Réti's mate is a famous method of checkmating. The checkmate is named after Richard Réti, who delivered it in an 11-move game against Savielly Tartakower in 1910 in Vienna. It works by trapping the enemy king with four of its own pieces that are situated on flight squares and then attacking it with a bishop that is protected by a rook or queen.

==Rook mate (box mate)==

The rook mate is one of the four basic checkmates. It occurs when the side with the king and rook box in the bare king to the corner or edge of the board. The mate is delivered by the rook along the edge rank or file, and escape towards the center of the board is blocked by the king.

==Smothered mate==

Smothered mate is a common method of checkmating. It occurs when a knight checkmates a king that is smothered (surrounded) by his friendly pieces and he has nowhere to move nor is there any way to capture the knight. One common checkmating pattern finishing with a smothered mate is known as Philidor's mate or Philidor's legacy after François-André Danican Philidor, though its documentation predates Philidor by several hundred years.

==Stamma's mate==

Stamma's mate (named for Philipp Stamma) is a rare endgame pattern in which a player is able to force mate with only a king and knight, due to the opponent's king being trapped in front of an advanced rook's pawn.

In the diagram, White to move wins:
 1. Nb4+ Ka1
 2. Kc1 a2
 3. Nc2#

White also wins if Black is to move first:
 1... Ka1
 2. Nc1 a2
 3. Nb3#

==Suffocation mate==

The suffocation mate is a common method of checkmating.

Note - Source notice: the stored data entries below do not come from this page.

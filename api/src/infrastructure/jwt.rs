//! HS256 token codec.
//!
//! Tokens are compact JWS strings signed and verified with `jsonwebtoken`.
//! Only `HS256` is accepted on parse and expiry is checked with no leeway.

use jsonwebtoken::errors::{Error as JwtError, ErrorKind};
use jsonwebtoken::{Algorithm, DecodingKey, EncodingKey, Header, Validation};

use fintake::auth::{Claims, CodecError, SigningKey, TokenCodec};

/// The only algorithm this codec signs with or accepts.
pub const ALGORITHM: Algorithm = Algorithm::HS256;

const SEGMENT_COUNT: usize = 3;

/// Compact JWS codec signed with HMAC-SHA256.
#[derive(Debug, Clone, Copy, Default)]
pub struct Hs256Codec;

impl Hs256Codec {
    /// Creates the codec.
    #[must_use]
    pub const fn new() -> Self {
        Self
    }

    fn validation() -> Validation {
        let mut validation = Validation::new(ALGORITHM);
        validation.leeway = 0;
        validation
    }
}

fn codec_error(error: &JwtError, token: &str) -> CodecError {
    match error.kind() {
        ErrorKind::InvalidToken => CodecError::Malformed,
        ErrorKind::InvalidSignature => CodecError::Signature,
        ErrorKind::ExpiredSignature => CodecError::Expired,
        ErrorKind::InvalidAlgorithm | ErrorKind::InvalidAlgorithmName => {
            let named = jsonwebtoken::decode_header(token)
                .map_or_else(|_| "unknown".to_string(), |header| format!("{:?}", header.alg));
            CodecError::UnsupportedAlgorithm(named)
        }
        ErrorKind::InvalidKeyFormat | ErrorKind::InvalidRsaKey(_) | ErrorKind::InvalidEcdsaKey => {
            CodecError::Key(error.to_string())
        }
        _ => CodecError::Encoding(error.to_string()),
    }
}

impl TokenCodec for Hs256Codec {
    fn sign(&self, claims: &Claims, key: &SigningKey) -> Result<String, CodecError> {
        jsonwebtoken::encode(
            &Header::new(ALGORITHM),
            claims,
            &EncodingKey::from_secret(key.as_bytes()),
        )
        .map_err(|error| codec_error(&error, ""))
    }

    fn parse(&self, token: &str, key: &SigningKey) -> Result<Claims, CodecError> {
        if token.split('.').count() != SEGMENT_COUNT {
            return Err(CodecError::Malformed);
        }

        jsonwebtoken::decode::<Claims>(
            token,
            &DecodingKey::from_secret(key.as_bytes()),
            &Self::validation(),
        )
        .map(|data| data.claims)
        .map_err(|error| codec_error(&error, token))
    }
}

#[cfg(test)]
mod tests {
    use super::*;
    use chrono::Duration;
    use rstest::{fixture, rstest};

    #[fixture]
    fn key() -> SigningKey {
        SigningKey::new(b"unit-test-secret".to_vec())
    }

    fn token_for(email: &str, ttl: Duration, key: &SigningKey) -> String {
        Hs256Codec
            .sign(&Claims::expiring_in(email, ttl), key)
            .unwrap()
    }

    #[rstest]
    fn test_sign_then_parse_returns_claims(key: SigningKey) {
        let claims = Claims::expiring_in("u@x.com", Duration::hours(24));
        let token = Hs256Codec.sign(&claims, &key).unwrap();

        assert_eq!(Hs256Codec.parse(&token, &key).unwrap(), claims);
    }

    #[rstest]
    fn test_header_names_hs256_jwt(key: SigningKey) {
        let token = token_for("u@x.com", Duration::hours(1), &key);
        let header = jsonwebtoken::decode_header(&token).unwrap();

        assert_eq!(header.alg, Algorithm::HS256);
        assert_eq!(header.typ.as_deref(), Some("JWT"));
    }

    #[rstest]
    fn test_wrong_key_is_signature_error(key: SigningKey) {
        let token = token_for("u@x.com", Duration::hours(1), &key);
        let other = SigningKey::new(b"another-secret".to_vec());

        assert_eq!(Hs256Codec.parse(&token, &other), Err(CodecError::Signature));
    }

    #[rstest]
    fn test_tampered_claims_are_rejected(key: SigningKey) {
        let token = token_for("u@x.com", Duration::hours(1), &key);
        let forged = token_for("admin@x.com", Duration::hours(1), &key);
        let mut parts: Vec<&str> = token.split('.').collect();
        parts[1] = forged.split('.').nth(1).unwrap();
        let spliced = parts.join(".");

        assert_eq!(Hs256Codec.parse(&spliced, &key), Err(CodecError::Signature));
    }

    #[rstest]
    fn test_expired_token_is_rejected(key: SigningKey) {
        let token = token_for("u@x.com", Duration::hours(-1), &key);

        assert_eq!(Hs256Codec.parse(&token, &key), Err(CodecError::Expired));
    }

    #[rstest]
    fn test_other_hmac_algorithm_is_rejected(key: SigningKey) {
        let token = jsonwebtoken::encode(
            &Header::new(Algorithm::HS512),
            &Claims::expiring_in("u@x.com", Duration::hours(1)),
            &EncodingKey::from_secret(key.as_bytes()),
        )
        .unwrap();

        assert!(matches!(
            Hs256Codec.parse(&token, &key),
            Err(CodecError::UnsupportedAlgorithm(_))
        ));
    }

    #[rstest]
    fn test_unsigned_token_is_rejected(key: SigningKey) {
        // {"alg":"none","typ":"JWT"} . {"email":"u@x.com","exp":4102444800} . <empty>
        let token = "eyJhbGciOiJub25lIiwidHlwIjoiSldUIn0.\
                     eyJlbWFpbCI6InVAeC5jb20iLCJleHAiOjQxMDI0NDQ4MDB9.";

        assert!(Hs256Codec.parse(token, &key).is_err());
    }

    #[rstest]
    #[case("")]
    #[case("only-one-segment")]
    #[case("a.b")]
    #[case("a.b.c.d")]
    fn test_wrong_segment_count_is_malformed(key: SigningKey, #[case] token: &str) {
        assert_eq!(Hs256Codec.parse(token, &key), Err(CodecError::Malformed));
    }

    #[rstest]
    fn test_garbage_segments_are_encoding_errors(key: SigningKey) {
        let result = Hs256Codec.parse("!!.??.**", &key);

        assert!(matches!(result, Err(CodecError::Encoding(_))));
    }
}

It works by using the knight to attack the enemy king, and the bishop or queen to confine the king's escape routes.

==Swallow's tail mate (guéridon mate) ==

The swallow's tail mate, also known as the guéridon mate, is a common method of checkmating. It works by attacking the enemy king with a queen that is protected by a rook or other piece. The enemy king's own pieces (in this example, rooks) block its means of escape. It resembles the epaulette mate.

==Triangle mate==

The triangle mate involves a queen, supported by a rook on the same file two squares away, delivering checkmate to a king that is either at the edge of the board or whose escape is blocked by a piece; the queen, rook, and king together form a triangular shape, hence the name of the mating pattern.

==Vuković's mate==

Vuković’s mate is a mate involving a protected rook which delivers checkmate to the king at the edge of the board, while a knight covers the remaining escape squares of the king. The rook is usually protected with either the king or a pawn.

This pattern was famously used by 13-year-old Bobby Fischer in 1956 to checkmate Donald Byrne in what is now commonly known as the Game of the Century.